Computing the Jacobian of a Matrix Product

In this post, we’ll walk through how to compute the Jacobian of a matrix product. We’ll start with a small example and then generalize to larger matrices. Because these sorts of Jacobians can be large and unwieldy , it’s helpful to visualize the derivation to understand the structure.
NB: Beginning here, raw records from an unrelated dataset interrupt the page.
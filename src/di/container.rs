use crate::error::{ContainerError, Result};
use dashmap::DashMap;
use std::any::{Any, TypeId};
use std::cell::RefCell;
use std::collections::HashMap;
use std::sync::{Arc, Mutex, PoisonError};
use std::sync::atomic::{AtomicUsize, Ordering};

/// Type-erased service instance.
/// The inner value is always an `Arc<T>` for the capability `T` it was registered under,
/// which lets `T` be unsized (`dyn Trait`).
pub(crate) type Instance = Arc<dyn Any + Send + Sync>;

/// Construction slot of one singleton registration.
type SingletonSlot = Arc<Mutex<Option<Instance>>>;

/// Type-erased factory producing an [`Instance`].
pub(crate) type FactoryFn = Arc<dyn Fn(&Container) -> Result<Instance> + Send + Sync>;

static NEXT_REGISTRATION_ID: AtomicUsize = AtomicUsize::new(0);

thread_local! {
    // Factory-backed registrations currently being constructed on this thread.
    static RESOLVING: RefCell<Vec<(usize, &'static str)>> = const { RefCell::new(Vec::new()) };
}

#[derive(Clone)]
pub(crate) enum Provider {
    Instance(Instance),
    Singleton(FactoryFn),
    Transient(FactoryFn),
}

#[derive(Clone)]
pub(crate) struct Registration {
    id: usize,
    type_name: &'static str,
    provider: Provider,
}

impl Registration {
    pub(crate) fn new(type_name: &'static str, provider: Provider) -> Self {
        Self {
            id: NEXT_REGISTRATION_ID.fetch_add(1, Ordering::Relaxed),
            type_name,
            provider,
        }
    }
}

pub(crate) fn erase<T: ?Sized + Send + Sync + 'static>(value: Arc<T>) -> Instance {
    Arc::new(value)
}

pub(crate) fn erase_factory<T, F>(factory: F) -> FactoryFn
where
    T: ?Sized + Send + Sync + 'static,
    F: Fn(&Container) -> Result<Arc<T>> + Send + Sync + 'static,
{
    Arc::new(move |container: &Container| factory(container).map(erase::<T>))
}

/// Marks a factory-backed registration as under construction for the current thread.
struct ResolutionGuard;

impl ResolutionGuard {
    fn enter(registration: &Registration) -> Result<Self> {
        RESOLVING.with(|stack| {
            let mut stack = stack.borrow_mut();
            if let Some(pos) = stack.iter().position(|(id, _)| *id == registration.id) {
                let cycle = stack[pos..]
                    .iter()
                    .map(|(_, name)| *name)
                    .chain(std::iter::once(registration.type_name))
                    .collect::<Vec<_>>()
                    .join(" -> ");
                return Err(ContainerError::CircularDependency { cycle });
            }
            stack.push((registration.id, registration.type_name));
            Ok(ResolutionGuard)
        })
    }
}

impl Drop for ResolutionGuard {
    fn drop(&mut self) {
        RESOLVING.with(|stack| {
            stack.borrow_mut().pop();
        });
    }
}

/// Finalized, immutable dependency injection container.
///
/// Produced by [`ContainerBuilder::build`](crate::di::ContainerBuilder::build). Registrations
/// can no longer change; singleton factories are run on first resolution and cached.
///
/// When a capability has several registrations, [`resolve`](Self::resolve) returns the one
/// registered last and [`resolve_all`](Self::resolve_all) returns all of them in
/// registration order.
pub struct Container {
    registrations: HashMap<TypeId, Vec<Registration>>,
    singletons: DashMap<usize, SingletonSlot>,
}

impl Container {
    /// Create an empty container with no registrations.
    pub fn new() -> Self {
        Self::from_registrations(HashMap::new())
    }

    pub(crate) fn from_registrations(registrations: HashMap<TypeId, Vec<Registration>>) -> Self {
        Self {
            registrations,
            singletons: DashMap::new(),
        }
    }

    /// Resolve exactly one instance of `T`.
    ///
    /// # Errors
    /// [`ContainerError::DependencyNotFound`] when nothing is registered for `T`; factory and
    /// cycle errors are returned as raised.
    pub fn resolve<T: ?Sized + Send + Sync + 'static>(&self) -> Result<Arc<T>> {
        let registration = self
            .registrations
            .get(&TypeId::of::<T>())
            .and_then(|registrations| registrations.last())
            .ok_or_else(ContainerError::not_found::<T>)?;

        let instance = self.instantiate(registration)?;
        downcast::<T>(instance)
    }

    /// Resolve `T` if it is registered.
    pub fn try_resolve<T: ?Sized + Send + Sync + 'static>(&self) -> Result<Option<Arc<T>>> {
        if self.contains::<T>() {
            self.resolve::<T>().map(Some)
        } else {
            Ok(None)
        }
    }

    /// Resolve every registration of `T`, in registration order.
    ///
    /// An unregistered capability yields an empty vector.
    pub fn resolve_all<T: ?Sized + Send + Sync + 'static>(&self) -> Result<Vec<Arc<T>>> {
        let Some(registrations) = self.registrations.get(&TypeId::of::<T>()) else {
            return Ok(Vec::new());
        };

        registrations
            .iter()
            .map(|registration| self.instantiate(registration).and_then(downcast::<T>))
            .collect()
    }

    pub fn contains<T: ?Sized + 'static>(&self) -> bool {
        self.registrations.contains_key(&TypeId::of::<T>())
    }

    /// Total number of registrations across all capabilities.
    pub fn len(&self) -> usize {
        self.registrations.values().map(Vec::len).sum()
    }

    pub fn is_empty(&self) -> bool {
        self.registrations.is_empty()
    }

    fn instantiate(&self, registration: &Registration) -> Result<Instance> {
        match &registration.provider {
            Provider::Instance(instance) => Ok(Arc::clone(instance)),
            Provider::Transient(factory) => {
                let _guard = ResolutionGuard::enter(registration)?;
                factory(self)
            }
            Provider::Singleton(factory) => {
                // The shard lock must be released before the factory runs, since the
                // factory may resolve other singletons.
                let slot = Arc::clone(self.singletons.entry(registration.id).or_default().value());

                // Entered before locking the slot so a same-thread cycle is reported
                // instead of deadlocking.
                let _guard = ResolutionGuard::enter(registration)?;
                let mut slot = slot.lock().unwrap_or_else(PoisonError::into_inner);
                if let Some(instance) = slot.as_ref() {
                    return Ok(Arc::clone(instance));
                }

                // A failed factory leaves the slot empty so the next resolve retries.
                let created = factory(self)?;
                tracing::debug!("Constructed singleton: {}", registration.type_name);
                *slot = Some(Arc::clone(&created));
                Ok(created)
            }
        }
    }
}

impl Default for Container {
    fn default() -> Self {
        Self::new()
    }
}

impl std::fmt::Debug for Container {
    fn fmt(&self, f: &mut std::fmt::Formatter<'_>) -> std::fmt::Result {
        f.debug_struct("Container")
            .field("registrations", &self.len())
            .field("singletons", &self.singletons.len())
            .finish()
    }
}

fn downcast<T: ?Sized + Send + Sync + 'static>(instance: Instance) -> Result<Arc<T>> {
    instance
        .downcast_ref::<Arc<T>>()
        .cloned()
        .ok_or_else(|| ContainerError::DowncastFailed {
            type_name: std::any::type_name::<T>().to_string(),
        })
}

#[cfg(test)]
mod tests {
    use super::*;
    use crate::di::ContainerBuilder;

    #[derive(Debug)]
    struct TestService {
        value: i32,
    }

    trait MyTrait: Send + Sync {
        fn get_value(&self) -> i32;
    }

    struct MyTraitImpl {
        value: i32,
    }

    impl MyTrait for MyTraitImpl {
        fn get_value(&self) -> i32 {
            self.value
        }
    }

    #[test]
    fn test_register_and_resolve() {
        let mut builder = ContainerBuilder::new();
        builder.register(TestService { value: 42 });
        let container = builder.build().unwrap();

        let service = container.resolve::<TestService>().unwrap();
        assert_eq!(service.value, 42);
    }

    #[test]
    fn test_register_and_resolve_trait() {
        let mut builder = ContainerBuilder::new();
        builder
            .register(MyTraitImpl { value: 99 })
            .bind::<dyn MyTrait, MyTraitImpl, _>(|i| i as Arc<dyn MyTrait>);
        let container = builder.build().unwrap();

        let trait_instance = container.resolve::<dyn MyTrait>().unwrap();
        assert_eq!(trait_instance.get_value(), 99);

        let concrete = container.resolve::<MyTraitImpl>().unwrap();
        assert_eq!(concrete.value, 99);
    }

    #[test]
    fn test_missing_dependency() {
        let container = Container::new();
        let err = container.resolve::<TestService>().unwrap_err();
        assert!(matches!(err, ContainerError::DependencyNotFound { .. }));
        assert!(container.try_resolve::<TestService>().unwrap().is_none());
    }

    #[test]
    fn test_last_registration_wins() {
        let mut builder = ContainerBuilder::new();
        builder
            .register_arc::<dyn MyTrait>(Arc::new(MyTraitImpl { value: 1 }))
            .register_arc::<dyn MyTrait>(Arc::new(MyTraitImpl { value: 2 }));
        let container = builder.build().unwrap();

        assert_eq!(container.resolve::<dyn MyTrait>().unwrap().get_value(), 2);

        let all: Vec<i32> = container
            .resolve_all::<dyn MyTrait>()
            .unwrap()
            .iter()
            .map(|s| s.get_value())
            .collect();
        assert_eq!(all, vec![1, 2]);
    }

    #[test]
    fn test_resolve_all_unregistered_is_empty() {
        let container = Container::new();
        assert!(container.resolve_all::<dyn MyTrait>().unwrap().is_empty());
    }

    #[test]
    fn test_singleton_factory_runs_once() {
        let calls = Arc::new(AtomicUsize::new(0));
        let counter = Arc::clone(&calls);

        let mut builder = ContainerBuilder::new();
        builder.register_singleton::<TestService, _>(move |_| {
            counter.fetch_add(1, Ordering::SeqCst);
            Ok(Arc::new(TestService { value: 7 }))
        });
        let container = builder.build().unwrap();

        let first = container.resolve::<TestService>().unwrap();
        let second = container.resolve::<TestService>().unwrap();
        assert!(Arc::ptr_eq(&first, &second));
        assert_eq!(calls.load(Ordering::SeqCst), 1);
    }

    #[test]
    fn test_singleton_factory_runs_once_across_threads() {
        let calls = Arc::new(AtomicUsize::new(0));
        let counter = Arc::clone(&calls);

        let mut builder = ContainerBuilder::new();
        builder.register_singleton::<TestService, _>(move |_| {
            counter.fetch_add(1, Ordering::SeqCst);
            std::thread::sleep(std::time::Duration::from_millis(50));
            Ok(Arc::new(TestService { value: 7 }))
        });
        let container = builder.build().unwrap();

        let barrier = std::sync::Barrier::new(8);
        let resolved: Vec<Arc<TestService>> = std::thread::scope(|scope| {
            let handles: Vec<_> = (0..8)
                .map(|_| {
                    scope.spawn(|| {
                        barrier.wait();
                        container.resolve::<TestService>().unwrap()
                    })
                })
                .collect();
            handles.into_iter().map(|h| h.join().unwrap()).collect()
        });

        assert_eq!(calls.load(Ordering::SeqCst), 1);
        assert!(resolved.iter().all(|s| Arc::ptr_eq(s, &resolved[0])));
    }

    #[test]
    fn test_failed_singleton_is_retried() {
        let calls = Arc::new(AtomicUsize::new(0));
        let counter = Arc::clone(&calls);

        let mut builder = ContainerBuilder::new();
        builder.register_singleton::<TestService, _>(move |_| {
            if counter.fetch_add(1, Ordering::SeqCst) == 0 {
                return Err(ContainerError::factory::<TestService>("not ready"));
            }
            Ok(Arc::new(TestService { value: 3 }))
        });
        let container = builder.build().unwrap();

        assert!(container.resolve::<TestService>().is_err());
        assert_eq!(container.resolve::<TestService>().unwrap().value, 3);
        assert_eq!(container.resolve::<TestService>().unwrap().value, 3);
        assert_eq!(calls.load(Ordering::SeqCst), 2);
    }

    #[test]
    fn test_transient_factory_runs_every_time() {
        let calls = Arc::new(AtomicUsize::new(0));
        let counter = Arc::clone(&calls);

        let mut builder = ContainerBuilder::new();
        builder.register_transient::<TestService, _>(move |_| {
            let value = counter.fetch_add(1, Ordering::SeqCst) as i32;
            Ok(Arc::new(TestService { value }))
        });
        let container = builder.build().unwrap();

        let first = container.resolve::<TestService>().unwrap();
        let second = container.resolve::<TestService>().unwrap();
        assert!(!Arc::ptr_eq(&first, &second));
        assert_eq!(calls.load(Ordering::SeqCst), 2);
    }

    #[test]
    fn test_factory_error_is_passed_through() {
        let mut builder = ContainerBuilder::new();
        builder.register_transient::<TestService, _>(|_| {
            Err(ContainerError::factory::<TestService>("connection refused"))
        });
        let container = builder.build().unwrap();

        let err = container.resolve::<TestService>().unwrap_err();
        assert_eq!(
            err,
            ContainerError::factory::<TestService>("connection refused")
        );
    }

    #[test]
    fn test_circular_dependency_detected() {
        #[derive(Debug)]
        struct A;
        #[derive(Debug)]
        struct B;

        let mut builder = ContainerBuilder::new();
        builder
            .register_singleton::<A, _>(|c| c.resolve::<B>().map(|_| Arc::new(A)))
            .register_singleton::<B, _>(|c| c.resolve::<A>().map(|_| Arc::new(B)));
        let container = builder.build().unwrap();

        let err = container.resolve::<A>().unwrap_err();
        match err {
            ContainerError::CircularDependency { cycle } => {
                assert!(cycle.contains("A"));
                assert!(cycle.contains("B"));
            }
            other => panic!("expected circular dependency, got {other:?}"),
        }

        // The failed attempt must not leave stale entries on the resolution stack.
        let err = container.resolve::<B>().unwrap_err();
        assert!(matches!(err, ContainerError::CircularDependency { .. }));
    }
}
Simple Example: 2x2 Matrix Product

Problem Setup We’ll start with a very simple 2x2 matrix product: Let

A = \begin{pmatrix} a & b \\ c & d \end{pmatrix}, \quad B = \begin{pmatrix} w & x \\ y & z \end{pmatrix}.

We want the product

C = AB = \begin{pmatrix} a & b \\ c & d \end{pmatrix} \begin{pmatrix} w & x \\ y & z \end{pmatrix} \;=\; \begin{pmatrix} aw + by & ax + bz \\ cw + dy & cx + dz \end{pmatrix}.

Denote the entries of $C$ by

C = \begin{pmatrix} c_1 & c_2 \\ c_3 & c_4 \end{pmatrix} = \begin{pmatrix} aw + by & ax + bz \\ cw + dy & cx + dz \end{pmatrix}.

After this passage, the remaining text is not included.